Do bigger ethanol plants
mean fewer farmer benefits?
By David Morris
Editor’s note: Morris is an economist with
the Institute for Local Self Reliance. The
views expressed are the author’s own and
do not necessarily reflect those of USDA.
he structure of the
ethanol industry influences
the degree to
which its growth benefits
farmers and rural areas.
An industry dominated by small- and
medium-sized farmer-owned plants
creates more wealth for farmers and
their communities than does one characterized
by a smaller number of large
facilities owned by national and international
investment groups.
Between 1979 and 2005, the ethanol
industry has experienced four major
structural upheavals. In the beginning,
it consisted of a vast number of tiny
production units. The doubling of oil
prices in 1979–1980 inspired farmers
to build such plants. The availability of
a federal 100-percent loan guarantee
for plants with production capacities
less than 1 million gallons a year
allowed them to finance such plants.
This “stills-on-a-hill” era peaked in
1984, with 163 very small ethanol
plants in operation (some sources estimate
as many as 176). The industry
then violently contracted, a result of
crude oil prices falling to $8 a barrel
and a successful, concerted negative
publicity effort by major oil companies.
In a single year, 1985, almost half of
all ethanol plants (but only a small fraction
of production capacity) went out
of business. By 1990, only 56 plants
remained. More than half produced
less than 5 million gallons a year.
In the late 1980s and early 1990s,
the ethanol industry was dominated by
100-140-million-gallon-a-year wet
mills. These were built primarily to
serve the expanding high fructose corn
sweetener market. Archer Daniel
Midland (ADM) dominated the HCFS
market. As a result, ADM dominated
the ethanol market, accounting for
about 75 percent of the ethanol industry’s
output in 1990. Indeed, in the
early 1990s, the words ethanol and
ADM became virtually synonymous.
Rise of farmer-owned plants
The 1990s witnessed the next structural
shift in the industry: the rise of
farmer-owned plants. By the late
1990s, the vast majority of new ethanol
plants were farmer-owned. By 2002,
these were producing, collectively,
more ethanol than ADM. Some 25,000
farmers nationwide had become shareholders
in ethanol facilities.
The average size of new plants grew
from 15 million gallons a year in the
mid-1990s to 30 million gallons a year
by 2002. States such as Wyoming and
Minnesota redesigned their cooperative
laws to enable more outside
investment while retaining farmer control.

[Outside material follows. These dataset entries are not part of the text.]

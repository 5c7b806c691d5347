//! snippet-check library
//!
//! Lints the fenced code blocks of Markdown documents. Each block is parsed
//! according to its language tag, and the symbols the blocks declare and use
//! are cross-checked within each document, so that a reader copying the
//! snippets in order ends up with code that hangs together.
//!
//! ## Public API
//!
//! - [`check_paths`] - Check files and directory trees and build a [`Report`]
//! - [`Checker`] - Run every check against a single document
//! - [`SnippetCheckPreprocessor`] - The same checks as an mdBook preprocessor
//! - [`CheckConfig`] - Configuration from `snippet-check.toml` or `book.toml`

mod allowlist;
mod checker;
mod config;
mod discovery;
mod document;
mod extractor;
mod finding;
mod language;
mod preprocessor;
mod reporting;
mod syntax;
mod validator;
mod xref;

pub use allowlist::AllowList;
pub use checker::{check_paths, check_sources, Checker, DocumentOutcome};
pub use config::{CheckConfig, LanguageConfig, LOCAL_CONFIG_FILE};
pub use discovery::discover_documents;
pub use document::Document;
pub use extractor::{extract_code_blocks, CodeBlock, Extraction, MalformedFence};
pub use finding::{Finding, FindingKind, Severity};
pub use language::{get_default_fence_markers, Syntax, BUILTIN_LANGUAGES};
pub use preprocessor::SnippetCheckPreprocessor;
pub use reporting::Report;
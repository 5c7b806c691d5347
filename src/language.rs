use crate::config::CheckConfig;
use crate::syntax::{self, Analysis, Dialect};
use anyhow::Result;
use std::collections::BTreeMap;
use std::fmt;

/// How a language's blocks are parsed.
///
/// This is the tag the validator dispatches on. Every variant knows how to
/// attempt a lightweight parse and which names it treats as external.
#[derive(Debug, Clone, Copy, PartialEq, Eq, PartialOrd, Ord, Hash)]
pub enum Syntax {
    Rust,
    Json,
    Toml,
    Yaml,
    Delimited(Dialect),
}

impl Syntax {
    /// Parses `code` and collects the symbols it declares and uses.
    pub fn analyze(self, code: &str) -> Analysis {
        match self {
            Syntax::Rust => syntax::rust::analyze(code),
            Syntax::Json => syntax::structured::analyze_json(code),
            Syntax::Toml => syntax::structured::analyze_toml(code),
            Syntax::Yaml => syntax::structured::analyze_yaml(code),
            Syntax::Delimited(dialect) => syntax::delimited::analyze(dialect, code),
        }
    }

    /// Names that are always in scope for this language.
    pub fn builtin_symbols(self) -> &'static [&'static str] {
        match self {
            Syntax::Rust => syntax::rust::BUILTIN_SYMBOLS,
            Syntax::Delimited(dialect) => dialect.builtin_symbols(),
            Syntax::Json | Syntax::Toml | Syntax::Yaml => &[],
        }
    }
}

/// Languages the checker knows how to validate, by configuration name.
pub const BUILTIN_LANGUAGES: &[&str] = &[
    "c",
    "cpp",
    "csharp",
    "go",
    "java",
    "javascript",
    "json",
    "rust",
    "toml",
    "typescript",
    "yaml",
];

/// Get default fence markers for a language based on highlight.js language definitions.
///
/// Returns the canonical language name plus the common aliases highlight.js
/// recognizes. Returns `None` for languages the checker cannot validate.
///
/// # Examples
///
/// ```ignore
/// assert_eq!(get_default_fence_markers("c"), Some(vec!["c", "h"]));
/// assert_eq!(get_default_fence_markers("unknown"), None);
/// ```
///
/// # Reference
///
/// Language aliases are based on highlight.js SUPPORTED_LANGUAGES.md:
/// https://github.com/highlightjs/highlight.js/blob/main/SUPPORTED_LANGUAGES.md
pub fn get_default_fence_markers(lang_name: &str) -> Option<Vec<String>> {
    let markers: &[&str] = match lang_name {
        "c" => &["c", "h"],
        "cpp" => &["cpp", "hpp", "cc", "hh", "c++", "h++", "cxx", "hxx"],
        "csharp" => &["csharp", "cs", "c#"],
        "go" => &["go", "golang"],
        "java" => &["java", "jsp"],
        "javascript" => &["javascript", "js", "jsx", "mjs", "cjs"],
        "json" => &["json"],
        "rust" => &["rust", "rs"],
        "toml" => &["toml"],
        "typescript" => &["typescript", "ts", "tsx", "mts", "cts"],
        "yaml" => &["yaml", "yml"],
        _ => return None,
    };
    Some(markers.iter().map(|s| s.to_string()).collect())
}

fn syntax_for(lang_name: &str) -> Option<Syntax> {
    let syntax = match lang_name {
        "rust" => Syntax::Rust,
        "json" => Syntax::Json,
        "toml" => Syntax::Toml,
        "yaml" => Syntax::Yaml,
        "c" => Syntax::Delimited(Dialect::C),
        "cpp" => Syntax::Delimited(Dialect::Cpp),
        "csharp" => Syntax::Delimited(Dialect::CSharp),
        "go" => Syntax::Delimited(Dialect::Go),
        "java" => Syntax::Delimited(Dialect::Java),
        "javascript" => Syntax::Delimited(Dialect::JavaScript),
        "typescript" => Syntax::Delimited(Dialect::TypeScript),
        _ => return None,
    };
    Some(syntax)
}

/// A language resolved from configuration.
///
/// The language can be formatted for display using the `Display` trait,
/// which prints its configuration name (e.g. "rust", "csharp").
#[derive(Debug, Clone, PartialEq, Eq)]
pub struct ConfiguredLanguage {
    name: String,
    syntax: Syntax,
}

impl fmt::Display for ConfiguredLanguage {
    fn fmt(&self, f: &mut fmt::Formatter<'_>) -> fmt::Result {
        f.write_str(&self.name)
    }
}

impl ConfiguredLanguage {
    pub fn new(name: impl Into<String>, syntax: Syntax) -> Self {
        Self {
            name: name.into(),
            syntax,
        }
    }

    pub fn name(&self) -> &str {
        &self.name
    }

    pub fn syntax(&self) -> Syntax {
        self.syntax
    }
}

/// Registry of available languages for code validation.
///
/// The registry is built from the configuration and provides lookup
/// functionality to find languages by their fence markers.
///
/// # Example
///
/// ```ignore
/// let registry = LanguageRegistry::from_config(&config)?;
///
/// if let Some(lang) = registry.find_by_fence("rs") {
///     let analysis = lang.syntax().analyze(code);
/// }
/// ```
#[derive(Debug, Clone)]
pub struct LanguageRegistry {
    by_fence: BTreeMap<String, ConfiguredLanguage>,
}

impl LanguageRegistry {
    /// Creates a new language registry from configuration.
    ///
    /// Every built-in language is enabled with its default fence markers
    /// unless the configuration disables it or replaces the markers.
    ///
    /// # Errors
    ///
    /// Returns an error if two enabled languages claim the same fence marker.
    pub fn from_config(config: &CheckConfig) -> Result<Self> {
        let mut by_fence: BTreeMap<String, ConfiguredLanguage> = BTreeMap::new();

        for &name in BUILTIN_LANGUAGES {
            let lang_config = config.languages().get(name);
            if lang_config.is_some_and(|c| !c.enabled) {
                log::debug!("Language {} disabled by configuration", name);
                continue;
            }

            let Some(syntax) = syntax_for(name) else {
                continue;
            };
            let fence_markers = match lang_config.and_then(|c| c.fence_markers.clone()) {
                Some(markers) => markers,
                None => get_default_fence_markers(name).unwrap_or_default(),
            };

            for marker in fence_markers {
                let marker = marker.to_lowercase();
                if let Some(existing) = by_fence.get(&marker) {
                    anyhow::bail!(
                        "Fence marker '{}' is claimed by both '{}' and '{}'",
                        marker,
                        existing,
                        name
                    );
                }
                by_fence.insert(marker, ConfiguredLanguage::new(name, syntax));
            }
        }

        Ok(Self { by_fence })
    }

    /// Finds a language by its fence marker, ignoring case.
    ///
    /// Returns `None` for unknown or disabled languages; such blocks are
    /// skipped rather than reported.
    pub fn find_by_fence(&self, fence: &str) -> Option<&ConfiguredLanguage> {
        if fence.is_empty() {
            return None;
        }
        self.by_fence.get(&fence.to_lowercase())
    }
}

Many farmers chose the limited
liability corporate (LLC) form as a way
to access the capital required.
In 2004, a new era dawned on the
ethanol industry when the nation’s
first 100-million-gallon dry mill
opened in South Dakota. Within a
year, at least 15 more 100-million-gallon
dry mills were under construction
or planned. A doubling of oil prices,
an extension of ethanol’s generous federal
financial incentives and the passage
by Congress of a mandated doubling
of the ethanol market by 2012
all combined to make ethanol an
attractive investment. It is likely that
in the next 3 years, 75 percent of new
ethanol production will come from
large, non-farmer-owned plants.
Some farmers view absentee-owned
plants as an inevitable — and even a
welcome — development. South
Dakotan Dan Endres, who had owned
shares in two farmer-owned ethanol
plants and became a principal owner of
a company building several 100-million-gallon plants, comments:
“VeraSun’s experience indicates that
the farm-ownership model may need
to adapt as the ethanol industry gravitates
to large plants. Such operations
are increasingly financed by six to
eight principal investors, without the
need to deal with hundreds of small-scale
farm-investors.”
In mid-2005, several leading firms
in plant construction, engineering and
marketing formed a new entity, US
Bioenergy, a holding company that will
purchase and provide services to a
number of ethanol plants. The minimum
investment for shares in the
holding company is $5 million.
Investors anticipate making a significant
profit in 2 to 3 years when the
company goes public.
Industry evolution poses challenges
The evolution of the ethanol industry
into one dominated by large plants
where investors profit not from the
sale of ethanol, but from receiving the
appreciated value of the plants when
they are sold, challenges policy makers
who are trying to address agricultural,
as well as energy, objectives.
Expanded ethanol production, of
course, benefits farmers and rural areas
in the same as will any new crop-processing
facility. Supporters argue that a
more concentrated structure is necessary
to raise the billions of dollars
required to significantly expand
ethanol production. Larger plants can
produce and transport ethanol more
cheaply. And larger increments in
capacity allow the industry to expand
more quickly.
These are valid points. But there is
another side to the rise of large absentee-owned plants that concerns many.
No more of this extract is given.